-- Try it --
Filter the records for "write" and keep each line that has it.

::: Source material

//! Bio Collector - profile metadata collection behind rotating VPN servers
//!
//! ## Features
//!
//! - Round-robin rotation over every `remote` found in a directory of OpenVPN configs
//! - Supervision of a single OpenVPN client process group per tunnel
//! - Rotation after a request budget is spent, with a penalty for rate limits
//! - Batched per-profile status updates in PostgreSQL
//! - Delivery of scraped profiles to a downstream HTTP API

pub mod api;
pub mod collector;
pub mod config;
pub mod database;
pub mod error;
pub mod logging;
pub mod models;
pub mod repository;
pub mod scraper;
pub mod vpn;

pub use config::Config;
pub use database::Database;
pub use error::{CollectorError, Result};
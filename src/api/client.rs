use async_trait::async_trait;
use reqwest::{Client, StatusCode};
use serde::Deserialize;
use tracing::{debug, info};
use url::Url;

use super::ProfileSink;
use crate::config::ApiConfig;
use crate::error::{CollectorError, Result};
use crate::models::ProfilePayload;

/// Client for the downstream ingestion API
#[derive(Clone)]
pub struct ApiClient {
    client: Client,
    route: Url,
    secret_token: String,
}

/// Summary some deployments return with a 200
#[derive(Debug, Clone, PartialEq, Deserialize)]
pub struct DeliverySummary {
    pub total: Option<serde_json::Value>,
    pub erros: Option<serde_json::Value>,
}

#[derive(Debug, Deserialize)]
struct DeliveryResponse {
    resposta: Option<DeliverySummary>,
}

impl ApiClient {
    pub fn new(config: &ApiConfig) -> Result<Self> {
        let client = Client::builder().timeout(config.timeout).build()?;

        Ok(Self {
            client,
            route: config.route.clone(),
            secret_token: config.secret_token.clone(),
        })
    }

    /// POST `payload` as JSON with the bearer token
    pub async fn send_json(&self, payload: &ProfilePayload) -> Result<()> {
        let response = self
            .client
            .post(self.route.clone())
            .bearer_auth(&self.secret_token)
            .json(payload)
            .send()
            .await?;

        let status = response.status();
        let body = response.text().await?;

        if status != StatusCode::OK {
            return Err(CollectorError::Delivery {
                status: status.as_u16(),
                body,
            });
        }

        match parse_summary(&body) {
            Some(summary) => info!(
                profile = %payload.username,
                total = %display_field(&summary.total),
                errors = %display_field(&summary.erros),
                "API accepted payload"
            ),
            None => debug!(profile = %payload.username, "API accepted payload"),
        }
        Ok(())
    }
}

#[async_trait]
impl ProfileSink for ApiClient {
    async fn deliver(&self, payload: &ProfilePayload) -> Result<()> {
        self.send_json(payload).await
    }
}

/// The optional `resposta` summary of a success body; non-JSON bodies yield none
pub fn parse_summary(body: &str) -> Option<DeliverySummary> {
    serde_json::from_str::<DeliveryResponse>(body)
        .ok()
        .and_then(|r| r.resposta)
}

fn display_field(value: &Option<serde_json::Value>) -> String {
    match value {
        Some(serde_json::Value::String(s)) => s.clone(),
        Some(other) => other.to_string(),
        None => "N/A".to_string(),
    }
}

::::::
::: Source material

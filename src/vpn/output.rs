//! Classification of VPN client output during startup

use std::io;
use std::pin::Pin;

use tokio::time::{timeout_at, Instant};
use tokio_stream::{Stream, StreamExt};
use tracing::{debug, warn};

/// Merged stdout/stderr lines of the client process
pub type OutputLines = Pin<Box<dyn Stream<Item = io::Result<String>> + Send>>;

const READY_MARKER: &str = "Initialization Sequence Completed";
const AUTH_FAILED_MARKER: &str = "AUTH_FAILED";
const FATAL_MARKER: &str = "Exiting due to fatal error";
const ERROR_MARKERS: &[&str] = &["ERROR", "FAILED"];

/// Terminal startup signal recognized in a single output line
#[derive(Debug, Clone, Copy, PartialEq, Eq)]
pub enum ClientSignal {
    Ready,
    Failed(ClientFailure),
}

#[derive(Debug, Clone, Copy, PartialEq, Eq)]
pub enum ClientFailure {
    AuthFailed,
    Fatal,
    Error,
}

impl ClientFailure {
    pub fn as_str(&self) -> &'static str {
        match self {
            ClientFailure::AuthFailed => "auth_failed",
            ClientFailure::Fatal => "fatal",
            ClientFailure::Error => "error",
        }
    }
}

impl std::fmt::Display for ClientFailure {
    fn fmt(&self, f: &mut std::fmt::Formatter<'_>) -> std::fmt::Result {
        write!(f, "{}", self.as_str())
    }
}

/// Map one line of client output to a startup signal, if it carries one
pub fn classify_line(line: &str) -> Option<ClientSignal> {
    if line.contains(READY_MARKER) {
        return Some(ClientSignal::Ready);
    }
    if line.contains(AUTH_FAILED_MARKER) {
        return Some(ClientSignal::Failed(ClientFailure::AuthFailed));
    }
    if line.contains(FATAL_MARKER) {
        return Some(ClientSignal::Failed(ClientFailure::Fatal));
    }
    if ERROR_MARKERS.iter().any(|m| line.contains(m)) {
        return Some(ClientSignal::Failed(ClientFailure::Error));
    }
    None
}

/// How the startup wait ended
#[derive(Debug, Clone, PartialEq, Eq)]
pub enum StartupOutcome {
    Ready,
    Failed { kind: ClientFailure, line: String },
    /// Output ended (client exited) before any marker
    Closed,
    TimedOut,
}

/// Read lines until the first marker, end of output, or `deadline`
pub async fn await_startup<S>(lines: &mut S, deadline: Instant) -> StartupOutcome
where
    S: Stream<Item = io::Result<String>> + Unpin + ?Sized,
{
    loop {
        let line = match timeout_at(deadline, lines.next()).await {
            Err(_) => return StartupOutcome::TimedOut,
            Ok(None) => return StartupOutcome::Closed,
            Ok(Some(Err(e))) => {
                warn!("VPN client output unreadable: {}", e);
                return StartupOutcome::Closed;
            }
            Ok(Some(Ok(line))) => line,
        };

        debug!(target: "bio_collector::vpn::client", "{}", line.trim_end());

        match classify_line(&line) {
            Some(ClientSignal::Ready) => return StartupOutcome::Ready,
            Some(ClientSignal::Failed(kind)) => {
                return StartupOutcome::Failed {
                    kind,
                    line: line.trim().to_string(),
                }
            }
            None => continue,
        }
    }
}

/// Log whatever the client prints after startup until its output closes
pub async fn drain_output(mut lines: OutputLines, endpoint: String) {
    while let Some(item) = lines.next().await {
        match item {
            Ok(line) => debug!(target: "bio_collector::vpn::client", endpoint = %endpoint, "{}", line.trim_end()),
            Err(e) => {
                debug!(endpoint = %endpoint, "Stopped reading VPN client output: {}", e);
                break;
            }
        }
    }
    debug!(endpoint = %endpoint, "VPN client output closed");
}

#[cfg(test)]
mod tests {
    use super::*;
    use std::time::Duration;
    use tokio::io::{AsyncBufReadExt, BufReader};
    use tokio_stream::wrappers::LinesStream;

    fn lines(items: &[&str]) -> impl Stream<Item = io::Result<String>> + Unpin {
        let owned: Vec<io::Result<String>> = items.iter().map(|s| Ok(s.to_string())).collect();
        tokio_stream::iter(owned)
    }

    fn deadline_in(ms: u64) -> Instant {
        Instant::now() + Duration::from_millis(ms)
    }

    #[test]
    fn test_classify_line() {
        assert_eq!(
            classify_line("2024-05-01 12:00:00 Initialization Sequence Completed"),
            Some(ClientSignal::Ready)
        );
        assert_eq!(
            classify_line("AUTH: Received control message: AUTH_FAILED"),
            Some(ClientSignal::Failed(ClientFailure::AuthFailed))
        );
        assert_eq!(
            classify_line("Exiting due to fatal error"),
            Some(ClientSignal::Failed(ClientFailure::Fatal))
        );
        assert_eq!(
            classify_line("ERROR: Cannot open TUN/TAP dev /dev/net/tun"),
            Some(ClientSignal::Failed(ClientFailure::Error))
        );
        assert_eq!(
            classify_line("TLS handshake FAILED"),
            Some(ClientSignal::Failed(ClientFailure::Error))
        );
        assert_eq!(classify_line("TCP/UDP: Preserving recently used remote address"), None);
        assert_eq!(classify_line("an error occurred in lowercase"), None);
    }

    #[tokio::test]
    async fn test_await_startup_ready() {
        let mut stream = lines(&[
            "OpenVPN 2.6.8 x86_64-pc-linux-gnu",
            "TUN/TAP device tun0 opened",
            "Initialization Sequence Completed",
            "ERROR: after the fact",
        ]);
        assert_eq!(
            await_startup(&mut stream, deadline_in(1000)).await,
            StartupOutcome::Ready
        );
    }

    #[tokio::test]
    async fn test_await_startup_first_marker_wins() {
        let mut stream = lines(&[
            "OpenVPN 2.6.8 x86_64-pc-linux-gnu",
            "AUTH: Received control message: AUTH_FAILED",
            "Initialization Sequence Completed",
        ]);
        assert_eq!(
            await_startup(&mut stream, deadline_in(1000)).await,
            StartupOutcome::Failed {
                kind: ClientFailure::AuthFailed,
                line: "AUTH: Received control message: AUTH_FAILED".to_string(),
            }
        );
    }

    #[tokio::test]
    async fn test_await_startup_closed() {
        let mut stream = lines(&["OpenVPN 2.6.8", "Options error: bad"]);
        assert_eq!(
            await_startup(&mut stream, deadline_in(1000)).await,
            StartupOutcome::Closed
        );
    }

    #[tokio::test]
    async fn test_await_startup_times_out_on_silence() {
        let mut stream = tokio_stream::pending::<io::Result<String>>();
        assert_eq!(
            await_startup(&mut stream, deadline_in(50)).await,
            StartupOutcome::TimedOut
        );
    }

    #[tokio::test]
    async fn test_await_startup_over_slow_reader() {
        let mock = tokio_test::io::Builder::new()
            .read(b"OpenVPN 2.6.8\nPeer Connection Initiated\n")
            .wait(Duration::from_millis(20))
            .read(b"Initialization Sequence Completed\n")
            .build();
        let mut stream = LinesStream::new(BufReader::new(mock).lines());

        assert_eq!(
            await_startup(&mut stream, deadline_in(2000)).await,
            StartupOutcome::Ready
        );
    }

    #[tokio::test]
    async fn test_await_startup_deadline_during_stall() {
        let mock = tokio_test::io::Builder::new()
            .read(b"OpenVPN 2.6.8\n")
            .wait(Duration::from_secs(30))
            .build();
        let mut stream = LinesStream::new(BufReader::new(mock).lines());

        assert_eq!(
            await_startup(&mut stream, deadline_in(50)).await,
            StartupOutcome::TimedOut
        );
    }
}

::::::
::: Source material

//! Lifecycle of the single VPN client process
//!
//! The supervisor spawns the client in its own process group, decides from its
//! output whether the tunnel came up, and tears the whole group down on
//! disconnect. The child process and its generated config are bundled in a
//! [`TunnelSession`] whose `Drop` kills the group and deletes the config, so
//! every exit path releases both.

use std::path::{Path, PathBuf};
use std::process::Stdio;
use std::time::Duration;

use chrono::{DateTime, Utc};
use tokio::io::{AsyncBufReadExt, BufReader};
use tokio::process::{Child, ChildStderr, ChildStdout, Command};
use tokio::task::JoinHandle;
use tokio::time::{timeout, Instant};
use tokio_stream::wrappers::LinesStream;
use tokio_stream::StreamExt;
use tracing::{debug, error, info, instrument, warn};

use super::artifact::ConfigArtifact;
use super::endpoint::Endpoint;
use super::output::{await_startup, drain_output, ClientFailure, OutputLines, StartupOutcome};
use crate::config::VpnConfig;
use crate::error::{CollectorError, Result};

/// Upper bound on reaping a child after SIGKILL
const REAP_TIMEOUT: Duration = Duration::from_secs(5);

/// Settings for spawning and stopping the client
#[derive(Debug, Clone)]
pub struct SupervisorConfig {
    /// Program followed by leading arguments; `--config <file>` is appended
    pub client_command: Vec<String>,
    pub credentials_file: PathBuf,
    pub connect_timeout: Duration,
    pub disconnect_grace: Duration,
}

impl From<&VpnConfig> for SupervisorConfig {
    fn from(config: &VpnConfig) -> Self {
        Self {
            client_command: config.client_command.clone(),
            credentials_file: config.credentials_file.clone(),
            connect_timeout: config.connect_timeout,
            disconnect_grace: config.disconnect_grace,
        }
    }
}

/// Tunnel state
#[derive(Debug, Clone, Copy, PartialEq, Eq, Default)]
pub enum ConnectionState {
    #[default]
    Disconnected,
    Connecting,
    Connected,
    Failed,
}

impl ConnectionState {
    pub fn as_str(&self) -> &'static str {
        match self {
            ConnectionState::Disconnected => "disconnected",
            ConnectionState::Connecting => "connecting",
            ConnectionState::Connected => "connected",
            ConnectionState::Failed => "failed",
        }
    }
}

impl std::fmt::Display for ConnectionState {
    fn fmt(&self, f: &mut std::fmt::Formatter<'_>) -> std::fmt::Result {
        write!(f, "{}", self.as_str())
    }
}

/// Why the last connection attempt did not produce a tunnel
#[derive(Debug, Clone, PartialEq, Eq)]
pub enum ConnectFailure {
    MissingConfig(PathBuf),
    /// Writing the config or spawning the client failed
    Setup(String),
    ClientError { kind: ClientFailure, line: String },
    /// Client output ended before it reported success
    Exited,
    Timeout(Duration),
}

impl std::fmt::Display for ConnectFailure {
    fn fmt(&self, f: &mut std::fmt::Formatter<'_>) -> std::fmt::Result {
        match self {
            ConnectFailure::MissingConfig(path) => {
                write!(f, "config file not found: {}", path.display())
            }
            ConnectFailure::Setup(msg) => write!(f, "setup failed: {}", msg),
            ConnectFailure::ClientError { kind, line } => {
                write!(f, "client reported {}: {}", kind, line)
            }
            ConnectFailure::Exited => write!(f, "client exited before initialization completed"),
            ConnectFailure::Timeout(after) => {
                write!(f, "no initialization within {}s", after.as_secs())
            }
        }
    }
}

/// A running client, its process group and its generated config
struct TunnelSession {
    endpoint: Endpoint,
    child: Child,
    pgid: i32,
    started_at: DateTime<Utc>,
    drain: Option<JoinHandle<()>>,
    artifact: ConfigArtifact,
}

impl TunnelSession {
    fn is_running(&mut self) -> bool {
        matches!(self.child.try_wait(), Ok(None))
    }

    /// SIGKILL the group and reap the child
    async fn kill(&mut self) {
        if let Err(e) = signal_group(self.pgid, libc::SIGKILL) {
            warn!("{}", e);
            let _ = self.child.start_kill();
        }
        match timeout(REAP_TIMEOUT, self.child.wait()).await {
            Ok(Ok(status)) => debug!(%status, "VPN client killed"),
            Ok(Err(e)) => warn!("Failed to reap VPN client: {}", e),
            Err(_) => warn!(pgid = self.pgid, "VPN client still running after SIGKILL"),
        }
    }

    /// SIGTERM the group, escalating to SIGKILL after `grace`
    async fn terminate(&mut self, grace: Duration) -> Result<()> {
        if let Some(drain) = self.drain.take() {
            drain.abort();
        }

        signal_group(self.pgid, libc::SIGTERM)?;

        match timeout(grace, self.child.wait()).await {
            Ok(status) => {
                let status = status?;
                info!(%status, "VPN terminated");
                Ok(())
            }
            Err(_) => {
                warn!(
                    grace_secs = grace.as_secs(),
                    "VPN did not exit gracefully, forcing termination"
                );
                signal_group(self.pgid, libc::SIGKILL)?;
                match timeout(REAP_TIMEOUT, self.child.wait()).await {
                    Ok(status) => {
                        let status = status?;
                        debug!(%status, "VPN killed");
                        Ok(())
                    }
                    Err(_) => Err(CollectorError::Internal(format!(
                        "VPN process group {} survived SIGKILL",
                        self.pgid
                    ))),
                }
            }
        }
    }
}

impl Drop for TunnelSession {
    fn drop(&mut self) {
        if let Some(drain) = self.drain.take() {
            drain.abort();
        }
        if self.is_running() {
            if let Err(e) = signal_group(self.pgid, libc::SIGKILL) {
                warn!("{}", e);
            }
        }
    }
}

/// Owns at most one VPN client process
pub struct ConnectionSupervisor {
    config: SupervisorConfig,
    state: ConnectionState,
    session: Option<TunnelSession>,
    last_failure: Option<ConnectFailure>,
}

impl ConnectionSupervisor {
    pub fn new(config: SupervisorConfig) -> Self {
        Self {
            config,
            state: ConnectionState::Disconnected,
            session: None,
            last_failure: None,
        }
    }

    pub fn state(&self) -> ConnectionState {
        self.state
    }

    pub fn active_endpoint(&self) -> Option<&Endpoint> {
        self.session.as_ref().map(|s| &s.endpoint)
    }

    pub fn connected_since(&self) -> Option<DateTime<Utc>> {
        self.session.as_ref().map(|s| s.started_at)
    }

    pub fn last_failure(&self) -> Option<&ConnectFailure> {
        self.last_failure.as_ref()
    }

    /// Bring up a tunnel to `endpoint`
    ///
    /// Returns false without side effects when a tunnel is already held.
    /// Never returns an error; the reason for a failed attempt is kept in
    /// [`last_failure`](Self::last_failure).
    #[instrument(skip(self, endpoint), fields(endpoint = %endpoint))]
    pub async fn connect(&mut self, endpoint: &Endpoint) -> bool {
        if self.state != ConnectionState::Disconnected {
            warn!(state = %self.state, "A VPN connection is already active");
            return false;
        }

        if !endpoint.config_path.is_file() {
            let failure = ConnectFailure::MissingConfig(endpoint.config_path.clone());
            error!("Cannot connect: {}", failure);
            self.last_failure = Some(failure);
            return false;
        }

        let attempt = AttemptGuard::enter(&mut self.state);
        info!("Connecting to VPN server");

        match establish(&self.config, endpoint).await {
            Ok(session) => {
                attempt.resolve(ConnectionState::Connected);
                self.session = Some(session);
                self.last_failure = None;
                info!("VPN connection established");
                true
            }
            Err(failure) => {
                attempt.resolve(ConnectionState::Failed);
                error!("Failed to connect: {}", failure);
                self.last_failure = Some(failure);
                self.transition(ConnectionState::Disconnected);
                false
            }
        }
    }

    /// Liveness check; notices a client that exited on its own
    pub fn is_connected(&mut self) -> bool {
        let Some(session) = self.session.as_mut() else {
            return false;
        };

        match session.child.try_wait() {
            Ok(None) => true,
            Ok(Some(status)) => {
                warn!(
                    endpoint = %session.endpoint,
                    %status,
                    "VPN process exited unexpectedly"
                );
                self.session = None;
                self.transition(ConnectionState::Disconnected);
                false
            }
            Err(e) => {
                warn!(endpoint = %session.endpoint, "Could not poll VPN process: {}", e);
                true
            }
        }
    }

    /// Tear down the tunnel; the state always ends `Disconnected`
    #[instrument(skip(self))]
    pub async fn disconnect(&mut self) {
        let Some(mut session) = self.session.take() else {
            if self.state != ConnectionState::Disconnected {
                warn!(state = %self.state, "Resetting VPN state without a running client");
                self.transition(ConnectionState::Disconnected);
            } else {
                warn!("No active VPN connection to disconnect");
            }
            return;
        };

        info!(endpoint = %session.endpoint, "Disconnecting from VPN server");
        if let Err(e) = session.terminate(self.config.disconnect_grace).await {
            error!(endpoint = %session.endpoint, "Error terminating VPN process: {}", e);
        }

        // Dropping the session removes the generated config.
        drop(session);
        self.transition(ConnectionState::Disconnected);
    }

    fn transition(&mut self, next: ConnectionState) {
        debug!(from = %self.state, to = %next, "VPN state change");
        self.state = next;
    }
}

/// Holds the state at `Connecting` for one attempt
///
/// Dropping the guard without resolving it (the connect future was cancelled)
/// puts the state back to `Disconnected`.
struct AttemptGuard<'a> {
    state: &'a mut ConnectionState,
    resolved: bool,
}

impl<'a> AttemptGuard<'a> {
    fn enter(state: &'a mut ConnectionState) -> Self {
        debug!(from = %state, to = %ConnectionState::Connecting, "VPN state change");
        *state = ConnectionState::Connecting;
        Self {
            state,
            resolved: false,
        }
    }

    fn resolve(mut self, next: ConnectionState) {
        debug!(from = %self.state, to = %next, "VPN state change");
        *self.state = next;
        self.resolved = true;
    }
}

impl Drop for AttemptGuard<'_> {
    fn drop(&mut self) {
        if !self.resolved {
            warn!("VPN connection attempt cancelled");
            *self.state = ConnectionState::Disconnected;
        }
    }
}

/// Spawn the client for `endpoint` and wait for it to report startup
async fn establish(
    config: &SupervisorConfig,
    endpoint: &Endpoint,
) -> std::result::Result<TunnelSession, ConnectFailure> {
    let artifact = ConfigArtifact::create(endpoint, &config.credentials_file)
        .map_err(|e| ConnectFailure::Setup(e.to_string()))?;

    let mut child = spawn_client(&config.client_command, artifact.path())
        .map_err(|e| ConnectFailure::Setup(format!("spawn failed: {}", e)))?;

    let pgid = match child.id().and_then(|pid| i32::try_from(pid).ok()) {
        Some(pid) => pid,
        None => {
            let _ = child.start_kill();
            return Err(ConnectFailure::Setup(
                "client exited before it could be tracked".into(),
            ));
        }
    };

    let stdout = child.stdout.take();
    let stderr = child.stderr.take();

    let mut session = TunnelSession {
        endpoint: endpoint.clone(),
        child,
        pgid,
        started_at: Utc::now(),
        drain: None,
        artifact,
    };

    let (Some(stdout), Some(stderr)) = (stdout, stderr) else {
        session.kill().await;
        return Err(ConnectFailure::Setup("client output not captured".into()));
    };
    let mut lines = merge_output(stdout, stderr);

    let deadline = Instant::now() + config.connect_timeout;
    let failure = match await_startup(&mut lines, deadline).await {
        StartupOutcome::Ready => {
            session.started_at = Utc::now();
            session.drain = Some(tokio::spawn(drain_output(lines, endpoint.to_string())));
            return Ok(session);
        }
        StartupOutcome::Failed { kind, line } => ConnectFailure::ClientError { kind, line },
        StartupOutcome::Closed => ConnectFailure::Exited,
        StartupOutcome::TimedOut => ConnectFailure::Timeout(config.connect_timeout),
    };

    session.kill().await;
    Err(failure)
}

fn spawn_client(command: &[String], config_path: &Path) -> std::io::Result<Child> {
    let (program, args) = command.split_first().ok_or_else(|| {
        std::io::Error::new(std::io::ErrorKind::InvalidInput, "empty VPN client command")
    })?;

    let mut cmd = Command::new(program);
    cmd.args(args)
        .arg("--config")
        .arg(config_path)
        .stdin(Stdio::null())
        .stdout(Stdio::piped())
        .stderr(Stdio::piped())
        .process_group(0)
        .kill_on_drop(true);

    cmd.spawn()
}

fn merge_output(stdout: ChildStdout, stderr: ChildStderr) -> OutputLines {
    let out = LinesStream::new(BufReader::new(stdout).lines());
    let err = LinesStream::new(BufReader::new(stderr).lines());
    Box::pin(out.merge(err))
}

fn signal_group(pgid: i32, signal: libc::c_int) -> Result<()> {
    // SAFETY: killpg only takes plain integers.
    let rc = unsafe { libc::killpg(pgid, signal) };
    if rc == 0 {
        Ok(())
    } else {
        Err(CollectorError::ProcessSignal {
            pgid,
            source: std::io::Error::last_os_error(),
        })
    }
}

::::::

-- Solution to this task --
        write!(f, "{}", self.as_str())
        write!(f, "{}", self.as_str())
                write!(f, "config file not found: {}", path.display())
            ConnectFailure::Setup(msg) => write!(f, "setup failed: {}", msg),
                write!(f, "client reported {}: {}", kind, line)
            ConnectFailure::Exited => write!(f, "client exited before initialization completed"),
                write!(f, "no initialization within {}s", after.as_secs())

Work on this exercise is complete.